4. Pengendalian dengan menggunakan agen biologi (Biological control)   
    Banyak negara termasuk Indonesia percaya bahwa penggunaan organisme (biokontrol) dalam mengendalikan putri malu raksasa memperlihatkan hasil yang menjanjikan jika dibandingkan dengan cara lainnya baik dalam hal biaya maupun efektifitas. Penggunaan kontrol biologi terhadap Mimosa pigra telah banyak digunakan di Australia, baik menggunakan serangga ataupun  jamur (fungi) sebagai agen biologi.

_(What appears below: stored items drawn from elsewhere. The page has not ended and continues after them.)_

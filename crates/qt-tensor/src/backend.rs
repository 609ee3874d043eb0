use std::fmt::Debug;

use crate::error::Result;

/// Trait for pluggable compute backends (CPU, SIMD, GPU, etc.).
///
/// All operations work on f32 slices. Data is passed in as slices and
/// returned as owned vectors. The backend is responsible for performing
/// the computation and returning the result.
pub trait ComputeBackend: Send + Sync + Debug {
    /// Returns the name of this backend (e.g., "cpu").
    fn name(&self) -> &str;

    /// Matrix multiplication: C = A @ B.
    ///
    /// - `a`: row-major data of shape [m, k]
    /// - `b`: row-major data of shape [k, n]
    /// - Returns: row-major data of shape [m, n]
    fn matmul(&self, a: &[f32], b: &[f32], m: usize, k: usize, n: usize) -> Result<Vec<f32>>;

    /// Batched matrix multiplication over `batch` independent pairs.
    ///
    /// - `a`: row-major data of shape [batch, m, k]
    /// - `b`: row-major data of shape [batch, k, n]
    /// - Returns: row-major data of shape [batch, m, n]
    fn batched_matmul(
        &self,
        a: &[f32],
        b: &[f32],
        batch: usize,
        m: usize,
        k: usize,
        n: usize,
    ) -> Result<Vec<f32>>;

    /// Element-wise addition: result[i] = a[i] + b[i].
    fn add(&self, a: &[f32], b: &[f32]) -> Result<Vec<f32>>;

    /// Element-wise multiplication: result[i] = a[i] * b[i].
    fn mul(&self, a: &[f32], b: &[f32]) -> Result<Vec<f32>>;

    /// Scalar multiplication: result[i] = a[i] * s.
    fn scale(&self, a: &[f32], s: f32) -> Result<Vec<f32>>;

    /// Sum of all elements.
    fn sum(&self, a: &[f32]) -> Result<f32>;
}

     Jadi pada kesimpulannnya bahwa pengendalian Mimosa pigra tidak dapat dilaksanakan hanya dengan satu cara. Pada kondisi lingkungan berbeda, berbeda pula cara pengendaliannya. Selain pengendalian dengan menggunakan agen biologi, seperti juga pada jenis gulma lainnya, pengendalian secara terpadu mengandung hal-hal yang bisa sebagai pedoman pengendalian Mimosa pigra.